We might not have much of a say over how traffic should be dealt with where we live, but we certainly have a lot of choices when it comes down to structuring our C++ source code. For small projects, we can blissfully code away without paying any attention to physical structure and we won’t be any worse off for it. However, as a project grows, it reaches a critical point, and compilation times start getting slower and slower, to the point where tiny changes could make you wish you were stuck in traffic instead of staring powerlessly at your monitor. Adding a faster CPU, more memory, or a better hard drive can help make things faster, but is usually not a good long-term solution.
We are usually concerned with the time for two types of builds:
- Full builds. In this case we care about the time it takes to build the whole project from scratch, starting from a totally clean build. This situation comes about when we just want to use the result of the build of a project we’re not actively modifying. For example, an automated build machine will most likely be doing full builds of the game, so the turnaround time before a build is ready will depend on the full build time. Another example might be if you need to link your code with a library for which you have the source code.
- Minimal builds. Once we have done a full build on a project, we then make a very small change to its source code and build it again. That’s the time for a minimal build. This is what you really care about when you’re actively working on a project, making modifications and compiling constantly.

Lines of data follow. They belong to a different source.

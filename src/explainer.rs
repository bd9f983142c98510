//! Human-readable explanations of a scored profile.

use serde::{Deserialize, Serialize};

use crate::scoring::{self, BenchmarkResult, Improvement, ScoreBreakdown, Tier};

/// Confidence assumed when no judge confidence is available
pub const DEFAULT_CONFIDENCE: f64 = 0.85;

/// How much a component's weight moves the overall score
#[derive(Debug, Clone, Copy, PartialEq, Eq, Serialize, Deserialize)]
#[serde(rename_all = "lowercase")]
pub enum Impact {
    /// Weight ≥ 0.25
    High,
    /// Weight ≥ 0.15
    Medium,
    /// Anything lighter
    Low,
}

impl Impact {
    fn from_weight(weight: f64) -> Self {
        if weight >= 0.25 {
            Self::High
        } else if weight >= 0.15 {
            Self::Medium
        } else {
            Self::Low
        }
    }
}

/// One component line of the explanation
#[derive(Debug, Clone, PartialEq, Serialize, Deserialize)]
pub struct ComponentExplanation {
    pub component: String,
    pub label: String,
    pub score: f64,
    pub weight: f64,
    pub contribution: f64,
    pub level: String,
    pub explanation: String,
    pub impact: Impact,
}

/// A "what if" improvement scenario
#[derive(Debug, Clone, PartialEq, Serialize, Deserialize)]
pub struct Counterfactual {
    pub component: String,
    pub label: String,
    pub scenario: String,
    pub current_component_score: f64,
    pub new_component_score: f64,
    pub current_total: f64,
    pub new_total: f64,
    /// Gain in overall score
    pub improvement: f64,
    pub action: String,
}

/// Full explanation of one score
#[derive(Debug, Clone, PartialEq, Serialize, Deserialize)]
pub struct Explanation {
    pub summary: String,
    /// Components by contribution, largest first
    pub detailed_breakdown: Vec<ComponentExplanation>,
    pub key_factors: Vec<String>,
    /// At most five, largest gain first
    pub counterfactuals: Vec<Counterfactual>,
    pub confidence_explanation: String,
}

fn pct(x: f64) -> i64 {
    (x * 100.0) as i64
}

fn tier_description(tier: Tier) -> &'static str {
    match tier {
        Tier::StrongJunior => "You have a strong foundation and are ready for junior developer roles.",
        Tier::Competent => "You have solid skills and are close to being job-ready.",
        Tier::Developing => "You are building good habits and making progress.",
        Tier::EarlyStage => "You are just starting your journey - focus on fundamentals.",
    }
}

fn component_text(component: &str, level: &str) -> String {
    let text = match (component, level) {
        (scoring::SKILL_STRENGTH, "strong") => {
            "Excellent technical skills! You have a strong foundation in modern frontend technologies."
        }
        (scoring::SKILL_STRENGTH, "solid") => "Good skill set. Consider adding TypeScript or testing to stand out.",
        (scoring::SKILL_STRENGTH, "developing") => {
            "Building your skills. Focus on mastering React and JavaScript fundamentals."
        }
        (scoring::SKILL_STRENGTH, "beginner") => "Just starting out. Learn HTML, CSS, and JavaScript basics first.",
        (scoring::GITHUB_ACTIVITY, "active") => "Great GitHub presence! Your consistent activity shows dedication.",
        (scoring::GITHUB_ACTIVITY, "regular") => "Good activity level. Try to commit more frequently.",
        (scoring::GITHUB_ACTIVITY, "occasional") => "Some GitHub activity. Aim for daily commits to build momentum.",
        (scoring::GITHUB_ACTIVITY, "minimal") => {
            "Limited GitHub activity. Start pushing code regularly to showcase your work."
        }
        (scoring::PORTFOLIO_QUALITY, "impressive") => {
            "Impressive portfolio! Your projects demonstrate real-world skills."
        }
        (scoring::PORTFOLIO_QUALITY, "good") => "Good portfolio. Add live demos and detailed case studies.",
        (scoring::PORTFOLIO_QUALITY, "basic") => "Basic portfolio. Build 2-3 more polished projects.",
        (scoring::PORTFOLIO_QUALITY, "minimal") => {
            "Portfolio needs work. Create projects with live demos and documentation."
        }
        (scoring::EXPERIENCE_DEPTH, "experienced") => "Good experience level for a junior developer.",
        (scoring::EXPERIENCE_DEPTH, "some") => "Building experience. Keep working on projects.",
        (scoring::EXPERIENCE_DEPTH, "early") => "Early in your journey. Focus on learning and building.",
        (scoring::EXPERIENCE_DEPTH, "new") => "Just starting. Everyone begins somewhere - keep going!",
        _ => return format!("Your {} is at the {} level.", component.replace('_', " "), level),
    };
    text.to_string()
}

fn improvement_action(component: &str, step: f64) -> &'static str {
    let idx = if step <= 0.1 {
        0
    } else if step <= 0.2 {
        1
    } else {
        2
    };
    let actions: [&str; 3] = match component {
        scoring::SKILL_STRENGTH => [
            "Learn one new technology (e.g., TypeScript)",
            "Master a testing framework and TypeScript",
            "Add TypeScript, testing, and a CSS framework",
        ],
        scoring::GITHUB_ACTIVITY => [
            "Commit code 3-4 times per week",
            "Create 2-3 new public repositories",
            "Maintain daily commits and contribute to open source",
        ],
        scoring::PORTFOLIO_QUALITY => [
            "Add live demos to existing projects",
            "Build one polished project with documentation",
            "Create 3 portfolio projects with case studies",
        ],
        scoring::EXPERIENCE_DEPTH => [
            "Complete a few freelance projects",
            "Work on a substantial side project",
            "Gain 6+ months of practical experience",
        ],
        _ => [
            "Make small improvements",
            "Make moderate improvements",
            "Make significant improvements",
        ],
    };
    actions[idx]
}

/// Explains `score`, optionally placed in a cohort and annotated with the
/// judge's confidence
pub fn explain(
    score: &ScoreBreakdown,
    benchmark: Option<&BenchmarkResult>,
    judge_confidence: Option<f64>,
) -> Explanation {
    Explanation {
        summary: summary(score, benchmark),
        detailed_breakdown: detailed_breakdown(score),
        key_factors: key_factors(score),
        counterfactuals: counterfactuals(score),
        confidence_explanation: confidence_text(judge_confidence.unwrap_or(DEFAULT_CONFIDENCE)),
    }
}

fn summary(score: &ScoreBreakdown, benchmark: Option<&BenchmarkResult>) -> String {
    let percentile = match benchmark.map(|b| b.user_percentile) {
        Some(p) if p >= 75 => format!(" You're in the top {}% of junior frontend developers!", 100 - p),
        Some(p) if p >= 50 => format!(" You're above average, ranking at the {}th percentile.", p),
        Some(p) => format!(" You're at the {}th percentile - there's room to grow.", p),
        None => String::new(),
    };
    format!(
        "Your overall score is {}% ({} tier). {}{}",
        pct(score.overall_score),
        score.tier,
        tier_description(score.tier),
        percentile
    )
}

fn detailed_breakdown(score: &ScoreBreakdown) -> Vec<ComponentExplanation> {
    let mut lines: Vec<ComponentExplanation> = score
        .breakdown
        .iter()
        .map(|(component, c)| ComponentExplanation {
            component: component.clone(),
            label: scoring::component_label(component).to_string(),
            score: c.raw_score,
            weight: c.weight,
            contribution: c.weighted,
            level: c.level.clone(),
            explanation: component_text(component, &c.level),
            impact: Impact::from_weight(c.weight),
        })
        .collect();
    lines.sort_by(|a, b| b.contribution.total_cmp(&a.contribution));
    lines
}

fn key_factors(score: &ScoreBreakdown) -> Vec<String> {
    let mut ranked: Vec<(&String, f64, f64)> = score
        .breakdown
        .iter()
        .map(|(k, c)| (k, c.raw_score, c.weight))
        .collect();
    if ranked.is_empty() {
        return vec!["Unable to identify key factors".to_string()];
    }
    ranked.sort_by(|a, b| b.1.total_cmp(&a.1));

    let mut factors = Vec::new();
    if let (Some(high), Some(low)) = (ranked.first(), ranked.last()) {
        factors.push(format!(
            "Your strongest area is {} ({}%)",
            scoring::component_label(high.0),
            pct(high.1)
        ));
        factors.push(format!(
            "Your biggest opportunity for improvement is {} ({}%)",
            scoring::component_label(low.0),
            pct(low.1)
        ));
    }
    for (component, raw, weight) in &ranked {
        if *weight >= 0.25 && *raw < 0.5 {
            factors.push(format!(
                "{} has high weight ({}%) but low score - focus here for maximum impact",
                scoring::component_label(component),
                pct(*weight)
            ));
        }
    }
    factors.truncate(5);
    factors
}

// Gains at or under this are not worth showing; the slack absorbs float noise
const MIN_GAIN: f64 = 0.02 + 1e-9;

fn counterfactuals(score: &ScoreBreakdown) -> Vec<Counterfactual> {
    const STEPS: [(f64, &str); 3] = [
        (0.1, "small improvement"),
        (0.2, "moderate improvement"),
        (0.3, "significant improvement"),
    ];
    let current = score.overall_score;
    let mut out: Vec<Counterfactual> = score
        .breakdown
        .iter()
        .filter(|(_, c)| c.raw_score < 0.8)
        .filter_map(|(component, c)| {
            let (step, description) = STEPS.iter().find(|(step, _)| step * c.weight > MIN_GAIN)?;
            let gain = step * c.weight;
            let label = scoring::component_label(component);
            Some(Counterfactual {
                component: component.clone(),
                label: label.to_string(),
                scenario: format!("If you made a {} in {}", description, label),
                current_component_score: c.raw_score,
                new_component_score: (c.raw_score + step).min(1.0),
                current_total: current,
                new_total: scoring::round3(current + gain),
                improvement: scoring::round3(gain),
                action: improvement_action(component, *step).to_string(),
            })
        })
        .collect();
    out.sort_by(|a, b| b.improvement.total_cmp(&a.improvement));
    out.truncate(5);
    out
}

fn confidence_text(confidence: f64) -> String {
    let p = pct(confidence);
    if confidence >= 0.9 {
        format!("High confidence evaluation ({}%). The data provided was comprehensive and consistent.", p)
    } else if confidence >= 0.8 {
        format!("Good confidence ({}%). The evaluation is reliable based on the available data.", p)
    } else if confidence >= 0.7 {
        format!(
            "Moderate confidence ({}%). Some data may be incomplete. Consider adding more information.",
            p
        )
    } else {
        format!(
            "Lower confidence ({}%). The evaluation may improve with more complete data (GitHub, portfolio, etc.).",
            p
        )
    }
}

/// One-paragraph rendering of an improvement suggestion
pub fn explain_recommendation(improvement: &Improvement) -> String {
    let impact = match improvement.impact.as_str() {
        "high" => "This will significantly improve your profile.",
        "medium" => "This will noticeably improve your profile.",
        "low" => "This is a nice-to-have improvement.",
        _ => "",
    };
    format!(
        "**{}**: {}\n\n{} Estimated time: {}.",
        improvement.area, improvement.action, impact, improvement.time_estimate
    )
}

Ideally, building the project after a small change should require very little time This allows for very fast turnaround time for debugging, or even to get feedback from the compiler on silly syntax errors we just typed.
Improving the physical structure of a program often reduces the time of both types of builds. Unfortunately things don’t always work out so neatly and there are times where some changes will make one type of build faster and the other slower. Understanding what affects each compilation time allows us to optimize our compilation strategy and strike a balance that fits our needs.
Clearly, the time for both types of builds depends on the number of files and the complexity of those files. Both types of builds are also affected by the number of files each file depends on (the number of #include statements in each file). However, as we’ll see in a moment, in the case of a full build there is the chance of caching the includes of some files and reusing them for other files.
There is something very different about minimal builds. Their build time is usually dominated by the number of files that depend on the modified files. In the worst situation, every file will depend on the file that changed and a full build will be triggered. In the ideal case, only the file with the changes itself will be compiled and no other files will have been affected. In one case the build could take less than a second, and in the other it could easily take multiple hours.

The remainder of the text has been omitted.